(LISTED RECORDS)
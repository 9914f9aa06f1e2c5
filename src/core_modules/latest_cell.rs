// THEORY:
// The `latest_cell` module is the producer-to-consumer handoff primitive for
// continuously streaming state. Camera frames and tracked geometry arrive at
// sensor rate on a producer context; tap handling runs on a consumer context
// and only ever cares about the single most recent value. The cell makes that
// pattern explicit: `publish` atomically replaces the held value, `snapshot`
// hands back a frozen reference to whatever was most recently published.
//
// Key architectural principles:
// 1.  **Pointer swap, not data copy**: values live behind an `Arc`. Both
//     publish and snapshot only touch the pointer inside the lock, so the
//     critical section is a few instructions regardless of payload size and
//     the producer path never blocks on a slow consumer.
// 2.  **Torn reads are impossible**: a snapshot is always a fully-formed value.
//     A consumer holding a snapshot keeps it alive even while the producer
//     replaces the cell underneath it.
// 3.  **No history**: exactly one value is retained. Replaced values are
//     dropped as soon as the last snapshot of them goes away.

use parking_lot::RwLock;
use std::sync::Arc;

/// An atomically replaceable "most recent value" slot.
#[derive(Debug)]
pub struct LatestCell<T> {
    slot: RwLock<Option<Arc<T>>>,
}

impl<T> LatestCell<T> {
    /// Creates an empty cell. Snapshots return `None` until the first publish.
    pub fn new() -> Self {
        Self {
            slot: RwLock::new(None),
        }
    }

    /// Replaces the held value. Non-blocking with respect to payload size;
    /// always succeeds.
    pub fn publish(&self, value: T) {
        let next = Some(Arc::new(value));
        *self.slot.write() = next;
    }

    /// Returns a frozen reference to the most recently published value, or
    /// `None` if nothing has been published yet.
    pub fn snapshot(&self) -> Option<Arc<T>> {
        self.slot.read().clone()
    }

    /// Empties the cell. Outstanding snapshots stay valid.
    pub fn clear(&self) {
        *self.slot.write() = None;
    }
}

impl<T> Default for LatestCell<T> {
    fn default() -> Self {
        Self::new()
    }
}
(End LISTED RECORDS)
*INSTRUCTIONS TO FOLLOW*: Where a line in the records above holds the string "write", it counts toward the total; give that total alone.

*YOUR RESPONSE*: 2